━━━ Provided records ━━━
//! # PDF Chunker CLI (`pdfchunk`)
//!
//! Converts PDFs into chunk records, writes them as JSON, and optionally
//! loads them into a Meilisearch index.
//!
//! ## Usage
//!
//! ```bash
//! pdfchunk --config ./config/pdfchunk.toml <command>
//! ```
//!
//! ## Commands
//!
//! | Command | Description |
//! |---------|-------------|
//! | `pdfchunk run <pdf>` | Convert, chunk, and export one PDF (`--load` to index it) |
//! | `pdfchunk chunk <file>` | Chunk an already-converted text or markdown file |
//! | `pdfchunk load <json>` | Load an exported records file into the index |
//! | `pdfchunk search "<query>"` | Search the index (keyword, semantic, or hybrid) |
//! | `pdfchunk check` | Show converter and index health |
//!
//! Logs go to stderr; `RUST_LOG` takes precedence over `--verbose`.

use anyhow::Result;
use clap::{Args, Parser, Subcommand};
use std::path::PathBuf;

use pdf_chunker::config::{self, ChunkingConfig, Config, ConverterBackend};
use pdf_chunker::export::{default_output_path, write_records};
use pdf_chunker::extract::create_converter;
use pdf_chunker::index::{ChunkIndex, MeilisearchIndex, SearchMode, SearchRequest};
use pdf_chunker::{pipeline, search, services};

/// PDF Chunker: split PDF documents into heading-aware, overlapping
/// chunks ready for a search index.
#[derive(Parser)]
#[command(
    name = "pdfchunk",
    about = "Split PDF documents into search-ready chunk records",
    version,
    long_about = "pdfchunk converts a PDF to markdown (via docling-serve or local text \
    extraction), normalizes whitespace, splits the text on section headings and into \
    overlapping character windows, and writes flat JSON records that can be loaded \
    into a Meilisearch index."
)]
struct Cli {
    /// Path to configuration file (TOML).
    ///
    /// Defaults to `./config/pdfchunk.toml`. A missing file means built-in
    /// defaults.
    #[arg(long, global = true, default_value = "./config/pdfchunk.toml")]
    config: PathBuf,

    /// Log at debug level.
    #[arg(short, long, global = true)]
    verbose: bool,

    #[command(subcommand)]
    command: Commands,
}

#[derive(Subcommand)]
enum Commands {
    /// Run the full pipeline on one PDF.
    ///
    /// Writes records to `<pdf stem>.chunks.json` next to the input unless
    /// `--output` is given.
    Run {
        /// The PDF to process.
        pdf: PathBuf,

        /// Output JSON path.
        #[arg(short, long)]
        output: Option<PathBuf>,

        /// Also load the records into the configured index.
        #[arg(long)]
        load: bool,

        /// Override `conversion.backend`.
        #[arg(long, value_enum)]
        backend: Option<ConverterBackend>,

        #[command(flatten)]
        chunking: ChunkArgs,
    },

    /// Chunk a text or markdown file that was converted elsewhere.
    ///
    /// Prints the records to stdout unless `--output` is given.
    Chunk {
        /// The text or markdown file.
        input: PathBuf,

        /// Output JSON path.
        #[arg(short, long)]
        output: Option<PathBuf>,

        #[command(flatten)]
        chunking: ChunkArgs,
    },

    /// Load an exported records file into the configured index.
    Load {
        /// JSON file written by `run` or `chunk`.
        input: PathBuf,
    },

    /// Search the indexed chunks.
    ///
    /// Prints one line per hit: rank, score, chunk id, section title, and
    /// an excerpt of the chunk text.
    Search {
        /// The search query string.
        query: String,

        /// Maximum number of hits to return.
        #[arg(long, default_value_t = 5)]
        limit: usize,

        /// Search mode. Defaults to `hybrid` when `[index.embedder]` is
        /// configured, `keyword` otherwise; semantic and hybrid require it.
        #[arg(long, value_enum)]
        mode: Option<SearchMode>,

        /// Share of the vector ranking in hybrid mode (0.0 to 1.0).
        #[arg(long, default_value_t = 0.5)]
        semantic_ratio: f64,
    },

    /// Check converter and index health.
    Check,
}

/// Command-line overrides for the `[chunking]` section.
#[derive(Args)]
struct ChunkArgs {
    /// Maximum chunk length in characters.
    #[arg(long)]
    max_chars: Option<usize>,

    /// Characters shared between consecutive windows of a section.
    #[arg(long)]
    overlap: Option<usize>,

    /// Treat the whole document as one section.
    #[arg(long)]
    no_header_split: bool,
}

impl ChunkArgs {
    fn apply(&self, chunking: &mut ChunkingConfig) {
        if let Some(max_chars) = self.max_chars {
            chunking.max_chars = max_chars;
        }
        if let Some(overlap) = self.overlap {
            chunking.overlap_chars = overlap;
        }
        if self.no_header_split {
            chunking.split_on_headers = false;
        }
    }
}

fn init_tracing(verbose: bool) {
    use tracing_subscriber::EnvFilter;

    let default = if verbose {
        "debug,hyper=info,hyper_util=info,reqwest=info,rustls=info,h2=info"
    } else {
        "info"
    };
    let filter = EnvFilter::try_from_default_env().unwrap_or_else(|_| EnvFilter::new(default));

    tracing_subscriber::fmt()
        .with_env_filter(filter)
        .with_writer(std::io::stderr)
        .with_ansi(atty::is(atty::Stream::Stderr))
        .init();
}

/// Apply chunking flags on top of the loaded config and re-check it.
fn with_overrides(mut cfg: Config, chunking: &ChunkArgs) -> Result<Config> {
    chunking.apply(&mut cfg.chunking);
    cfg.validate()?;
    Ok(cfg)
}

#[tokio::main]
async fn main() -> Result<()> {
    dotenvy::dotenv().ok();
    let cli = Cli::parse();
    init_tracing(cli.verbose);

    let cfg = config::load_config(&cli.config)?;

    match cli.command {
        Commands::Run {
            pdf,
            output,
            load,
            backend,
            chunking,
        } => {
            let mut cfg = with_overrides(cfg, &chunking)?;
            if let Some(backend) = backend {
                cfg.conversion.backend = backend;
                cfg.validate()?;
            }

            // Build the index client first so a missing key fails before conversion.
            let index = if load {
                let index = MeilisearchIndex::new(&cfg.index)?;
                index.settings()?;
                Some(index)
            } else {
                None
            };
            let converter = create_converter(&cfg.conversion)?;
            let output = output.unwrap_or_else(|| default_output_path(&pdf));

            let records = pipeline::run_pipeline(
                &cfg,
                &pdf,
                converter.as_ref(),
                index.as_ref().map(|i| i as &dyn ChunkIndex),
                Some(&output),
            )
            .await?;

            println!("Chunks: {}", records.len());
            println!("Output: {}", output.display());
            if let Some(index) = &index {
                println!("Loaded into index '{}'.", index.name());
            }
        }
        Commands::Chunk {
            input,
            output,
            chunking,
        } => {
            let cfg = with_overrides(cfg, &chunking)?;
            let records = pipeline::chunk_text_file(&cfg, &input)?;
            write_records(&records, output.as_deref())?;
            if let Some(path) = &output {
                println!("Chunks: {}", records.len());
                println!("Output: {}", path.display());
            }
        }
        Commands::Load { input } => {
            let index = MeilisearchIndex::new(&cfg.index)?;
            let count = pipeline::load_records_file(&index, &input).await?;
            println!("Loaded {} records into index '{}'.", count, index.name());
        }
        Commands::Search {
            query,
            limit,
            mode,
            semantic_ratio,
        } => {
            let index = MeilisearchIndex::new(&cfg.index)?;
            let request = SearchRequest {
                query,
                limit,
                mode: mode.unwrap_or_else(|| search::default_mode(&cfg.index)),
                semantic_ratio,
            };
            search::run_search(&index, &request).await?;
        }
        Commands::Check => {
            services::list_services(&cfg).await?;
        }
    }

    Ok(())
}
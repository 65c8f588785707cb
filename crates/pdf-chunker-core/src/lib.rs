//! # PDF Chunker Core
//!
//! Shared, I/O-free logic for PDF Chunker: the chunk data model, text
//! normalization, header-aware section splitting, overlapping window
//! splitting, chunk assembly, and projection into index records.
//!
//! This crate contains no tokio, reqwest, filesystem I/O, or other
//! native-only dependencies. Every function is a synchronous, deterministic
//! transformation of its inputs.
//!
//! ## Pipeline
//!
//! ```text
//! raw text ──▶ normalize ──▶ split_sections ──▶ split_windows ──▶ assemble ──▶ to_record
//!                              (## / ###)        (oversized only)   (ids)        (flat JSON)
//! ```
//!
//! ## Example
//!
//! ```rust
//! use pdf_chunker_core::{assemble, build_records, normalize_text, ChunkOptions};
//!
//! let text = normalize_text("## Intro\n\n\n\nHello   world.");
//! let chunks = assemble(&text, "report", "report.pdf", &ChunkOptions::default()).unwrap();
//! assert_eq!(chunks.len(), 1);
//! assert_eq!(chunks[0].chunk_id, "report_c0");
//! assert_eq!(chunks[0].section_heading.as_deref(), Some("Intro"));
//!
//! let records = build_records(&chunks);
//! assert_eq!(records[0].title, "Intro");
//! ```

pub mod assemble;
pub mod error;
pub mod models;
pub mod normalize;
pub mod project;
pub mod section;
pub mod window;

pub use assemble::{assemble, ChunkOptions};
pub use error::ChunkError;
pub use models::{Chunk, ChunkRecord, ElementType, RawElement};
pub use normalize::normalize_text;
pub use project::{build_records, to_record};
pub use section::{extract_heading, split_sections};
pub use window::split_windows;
━━━
━━━ Provided records ━━━
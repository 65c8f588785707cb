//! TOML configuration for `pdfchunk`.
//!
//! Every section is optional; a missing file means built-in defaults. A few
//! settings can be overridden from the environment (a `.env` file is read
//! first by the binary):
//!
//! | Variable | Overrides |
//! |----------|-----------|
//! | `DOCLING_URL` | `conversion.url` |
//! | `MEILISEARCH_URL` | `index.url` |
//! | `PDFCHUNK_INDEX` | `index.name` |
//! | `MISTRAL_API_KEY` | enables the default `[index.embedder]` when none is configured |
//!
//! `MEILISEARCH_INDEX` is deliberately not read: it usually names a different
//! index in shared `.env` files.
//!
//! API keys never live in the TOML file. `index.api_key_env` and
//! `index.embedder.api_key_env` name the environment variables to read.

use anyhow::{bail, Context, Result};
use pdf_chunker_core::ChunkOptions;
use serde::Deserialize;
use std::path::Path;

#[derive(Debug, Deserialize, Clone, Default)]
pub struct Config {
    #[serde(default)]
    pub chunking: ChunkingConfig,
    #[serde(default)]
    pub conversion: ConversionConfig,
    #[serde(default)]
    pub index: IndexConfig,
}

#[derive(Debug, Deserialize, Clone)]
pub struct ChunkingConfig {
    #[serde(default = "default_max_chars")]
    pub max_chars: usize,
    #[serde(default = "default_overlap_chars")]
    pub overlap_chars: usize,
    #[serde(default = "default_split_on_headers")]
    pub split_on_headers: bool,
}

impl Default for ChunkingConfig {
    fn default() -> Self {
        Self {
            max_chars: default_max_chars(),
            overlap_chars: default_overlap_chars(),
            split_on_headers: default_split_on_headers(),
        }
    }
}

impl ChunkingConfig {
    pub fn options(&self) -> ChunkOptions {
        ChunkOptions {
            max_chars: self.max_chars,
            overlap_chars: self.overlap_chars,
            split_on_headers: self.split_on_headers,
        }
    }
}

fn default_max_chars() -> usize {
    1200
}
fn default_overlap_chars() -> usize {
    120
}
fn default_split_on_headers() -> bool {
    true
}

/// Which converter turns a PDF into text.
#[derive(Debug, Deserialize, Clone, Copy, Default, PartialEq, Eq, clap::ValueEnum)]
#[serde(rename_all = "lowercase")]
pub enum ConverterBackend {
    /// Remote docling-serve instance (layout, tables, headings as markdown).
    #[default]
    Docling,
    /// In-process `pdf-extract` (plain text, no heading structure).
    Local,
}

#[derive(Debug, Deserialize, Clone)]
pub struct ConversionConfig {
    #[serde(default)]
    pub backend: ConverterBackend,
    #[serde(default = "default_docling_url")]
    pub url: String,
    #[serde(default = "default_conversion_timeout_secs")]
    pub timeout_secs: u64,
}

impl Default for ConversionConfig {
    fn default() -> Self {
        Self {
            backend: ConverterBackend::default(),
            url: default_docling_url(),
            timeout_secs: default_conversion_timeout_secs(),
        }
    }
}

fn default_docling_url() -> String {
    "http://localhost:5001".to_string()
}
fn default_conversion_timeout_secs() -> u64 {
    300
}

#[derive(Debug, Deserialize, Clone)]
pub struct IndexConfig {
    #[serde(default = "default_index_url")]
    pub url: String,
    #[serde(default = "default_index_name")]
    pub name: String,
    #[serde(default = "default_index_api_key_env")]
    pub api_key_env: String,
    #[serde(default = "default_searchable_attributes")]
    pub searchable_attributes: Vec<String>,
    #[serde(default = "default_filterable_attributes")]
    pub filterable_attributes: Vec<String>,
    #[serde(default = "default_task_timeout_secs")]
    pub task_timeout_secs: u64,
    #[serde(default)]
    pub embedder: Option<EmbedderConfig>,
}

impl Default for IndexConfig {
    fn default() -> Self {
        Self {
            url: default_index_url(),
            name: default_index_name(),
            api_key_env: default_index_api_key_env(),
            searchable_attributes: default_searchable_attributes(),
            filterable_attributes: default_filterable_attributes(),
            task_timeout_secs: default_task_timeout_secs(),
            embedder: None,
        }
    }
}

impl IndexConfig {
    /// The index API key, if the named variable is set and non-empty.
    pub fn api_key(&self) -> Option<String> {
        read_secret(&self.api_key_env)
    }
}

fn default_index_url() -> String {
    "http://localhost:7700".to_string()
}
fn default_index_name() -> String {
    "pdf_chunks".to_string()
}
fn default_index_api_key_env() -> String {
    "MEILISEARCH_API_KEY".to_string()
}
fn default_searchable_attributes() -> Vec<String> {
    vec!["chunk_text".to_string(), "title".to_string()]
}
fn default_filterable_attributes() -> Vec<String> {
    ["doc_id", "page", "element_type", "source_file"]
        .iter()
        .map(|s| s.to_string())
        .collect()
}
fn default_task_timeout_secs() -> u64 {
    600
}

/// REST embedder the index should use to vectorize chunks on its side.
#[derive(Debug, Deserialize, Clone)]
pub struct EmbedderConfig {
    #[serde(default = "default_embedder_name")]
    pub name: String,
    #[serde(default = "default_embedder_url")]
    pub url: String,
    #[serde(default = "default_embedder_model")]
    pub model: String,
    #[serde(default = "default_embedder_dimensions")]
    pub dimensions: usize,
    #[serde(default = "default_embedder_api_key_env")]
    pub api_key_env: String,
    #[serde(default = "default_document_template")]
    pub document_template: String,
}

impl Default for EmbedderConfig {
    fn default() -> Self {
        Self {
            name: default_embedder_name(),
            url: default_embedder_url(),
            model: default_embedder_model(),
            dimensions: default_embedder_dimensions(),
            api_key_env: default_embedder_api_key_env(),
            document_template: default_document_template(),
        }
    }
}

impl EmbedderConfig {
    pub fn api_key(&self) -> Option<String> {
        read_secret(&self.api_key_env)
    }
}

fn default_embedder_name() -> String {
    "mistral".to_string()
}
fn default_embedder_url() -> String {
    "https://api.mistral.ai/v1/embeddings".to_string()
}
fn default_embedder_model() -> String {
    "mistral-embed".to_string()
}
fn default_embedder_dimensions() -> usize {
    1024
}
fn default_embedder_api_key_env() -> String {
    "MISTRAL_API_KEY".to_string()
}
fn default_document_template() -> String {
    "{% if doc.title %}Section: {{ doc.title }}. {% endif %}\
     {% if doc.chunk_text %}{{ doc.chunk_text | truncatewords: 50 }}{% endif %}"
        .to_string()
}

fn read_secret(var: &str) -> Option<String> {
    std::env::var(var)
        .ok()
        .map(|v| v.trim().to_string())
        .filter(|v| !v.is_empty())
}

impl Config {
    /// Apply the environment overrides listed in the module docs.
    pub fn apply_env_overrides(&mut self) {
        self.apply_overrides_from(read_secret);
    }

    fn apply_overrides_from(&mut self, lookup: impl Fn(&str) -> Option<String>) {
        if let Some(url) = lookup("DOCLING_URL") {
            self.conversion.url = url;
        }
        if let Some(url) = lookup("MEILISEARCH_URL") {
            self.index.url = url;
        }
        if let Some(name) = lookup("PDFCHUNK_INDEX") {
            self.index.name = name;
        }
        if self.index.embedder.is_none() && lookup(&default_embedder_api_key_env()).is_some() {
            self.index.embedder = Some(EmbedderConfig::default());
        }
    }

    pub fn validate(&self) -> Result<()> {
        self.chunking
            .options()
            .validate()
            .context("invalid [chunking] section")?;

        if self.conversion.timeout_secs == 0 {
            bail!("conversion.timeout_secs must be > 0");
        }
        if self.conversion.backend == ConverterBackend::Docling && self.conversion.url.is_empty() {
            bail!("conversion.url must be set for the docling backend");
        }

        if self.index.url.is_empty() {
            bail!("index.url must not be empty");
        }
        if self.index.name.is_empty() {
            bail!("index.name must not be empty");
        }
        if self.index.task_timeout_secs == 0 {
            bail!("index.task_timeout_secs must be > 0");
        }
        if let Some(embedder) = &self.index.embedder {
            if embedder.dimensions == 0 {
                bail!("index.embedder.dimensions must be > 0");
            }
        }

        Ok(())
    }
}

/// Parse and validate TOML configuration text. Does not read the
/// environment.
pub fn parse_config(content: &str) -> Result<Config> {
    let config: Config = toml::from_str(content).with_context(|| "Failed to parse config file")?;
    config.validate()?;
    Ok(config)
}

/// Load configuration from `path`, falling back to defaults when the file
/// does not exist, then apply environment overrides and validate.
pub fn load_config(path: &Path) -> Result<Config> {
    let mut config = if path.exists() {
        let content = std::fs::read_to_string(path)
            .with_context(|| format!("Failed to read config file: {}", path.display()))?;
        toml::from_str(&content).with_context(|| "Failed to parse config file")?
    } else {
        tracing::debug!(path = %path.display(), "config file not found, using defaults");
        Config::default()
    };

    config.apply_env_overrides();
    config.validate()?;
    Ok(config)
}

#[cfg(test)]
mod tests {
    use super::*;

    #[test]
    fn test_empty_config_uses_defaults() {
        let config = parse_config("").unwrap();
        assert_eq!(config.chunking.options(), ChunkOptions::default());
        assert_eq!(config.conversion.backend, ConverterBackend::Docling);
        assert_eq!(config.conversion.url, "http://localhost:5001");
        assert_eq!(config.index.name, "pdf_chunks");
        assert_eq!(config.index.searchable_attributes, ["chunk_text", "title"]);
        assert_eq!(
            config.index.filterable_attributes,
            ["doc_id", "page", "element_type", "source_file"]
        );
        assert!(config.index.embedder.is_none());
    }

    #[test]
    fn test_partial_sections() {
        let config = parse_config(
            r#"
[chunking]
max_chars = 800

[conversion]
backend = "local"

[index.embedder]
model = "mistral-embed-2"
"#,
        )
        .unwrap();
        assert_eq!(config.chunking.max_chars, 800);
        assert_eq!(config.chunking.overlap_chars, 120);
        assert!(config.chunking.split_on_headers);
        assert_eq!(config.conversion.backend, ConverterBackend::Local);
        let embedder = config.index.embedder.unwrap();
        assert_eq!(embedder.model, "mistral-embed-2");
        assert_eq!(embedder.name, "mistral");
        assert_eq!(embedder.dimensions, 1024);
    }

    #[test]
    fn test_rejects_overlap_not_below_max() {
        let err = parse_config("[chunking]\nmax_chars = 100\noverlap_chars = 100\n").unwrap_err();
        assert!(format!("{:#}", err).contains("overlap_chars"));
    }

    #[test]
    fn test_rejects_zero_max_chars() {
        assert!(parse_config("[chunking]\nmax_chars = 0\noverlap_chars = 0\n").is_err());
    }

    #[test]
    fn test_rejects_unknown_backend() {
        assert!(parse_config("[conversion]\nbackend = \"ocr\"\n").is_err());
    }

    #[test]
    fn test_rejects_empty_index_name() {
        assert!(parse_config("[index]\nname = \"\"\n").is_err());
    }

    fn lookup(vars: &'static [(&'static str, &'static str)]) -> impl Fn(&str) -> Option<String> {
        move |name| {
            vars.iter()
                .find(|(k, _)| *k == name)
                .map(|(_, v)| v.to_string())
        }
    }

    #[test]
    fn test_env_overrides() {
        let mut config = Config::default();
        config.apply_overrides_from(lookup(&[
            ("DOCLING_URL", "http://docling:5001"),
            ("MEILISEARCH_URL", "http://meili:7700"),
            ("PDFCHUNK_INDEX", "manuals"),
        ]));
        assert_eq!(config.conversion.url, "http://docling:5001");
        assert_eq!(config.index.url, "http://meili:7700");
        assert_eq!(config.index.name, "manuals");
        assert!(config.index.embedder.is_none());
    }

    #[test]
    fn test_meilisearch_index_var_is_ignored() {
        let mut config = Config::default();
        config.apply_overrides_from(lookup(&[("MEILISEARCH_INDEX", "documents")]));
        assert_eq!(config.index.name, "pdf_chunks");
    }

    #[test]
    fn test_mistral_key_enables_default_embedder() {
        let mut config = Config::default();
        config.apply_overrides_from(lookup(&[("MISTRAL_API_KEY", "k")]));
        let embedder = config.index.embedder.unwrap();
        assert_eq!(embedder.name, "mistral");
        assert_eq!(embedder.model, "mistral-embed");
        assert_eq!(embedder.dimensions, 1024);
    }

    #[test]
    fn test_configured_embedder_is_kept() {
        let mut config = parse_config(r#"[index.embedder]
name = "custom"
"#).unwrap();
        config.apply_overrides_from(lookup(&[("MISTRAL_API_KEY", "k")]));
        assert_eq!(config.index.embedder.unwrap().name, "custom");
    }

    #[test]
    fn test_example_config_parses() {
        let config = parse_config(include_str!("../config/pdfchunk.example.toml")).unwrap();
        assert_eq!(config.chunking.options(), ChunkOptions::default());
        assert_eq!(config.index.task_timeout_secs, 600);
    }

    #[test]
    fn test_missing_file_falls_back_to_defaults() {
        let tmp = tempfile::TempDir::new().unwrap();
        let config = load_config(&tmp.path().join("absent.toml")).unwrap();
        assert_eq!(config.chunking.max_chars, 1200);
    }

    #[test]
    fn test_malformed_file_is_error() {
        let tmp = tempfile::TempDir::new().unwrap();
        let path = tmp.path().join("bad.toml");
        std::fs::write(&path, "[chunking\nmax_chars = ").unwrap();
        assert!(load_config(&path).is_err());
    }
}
━━━
Task instructions
What is needed is a count of the lines in the data that contain the word "contains"; please give it and no other words.

Reply
2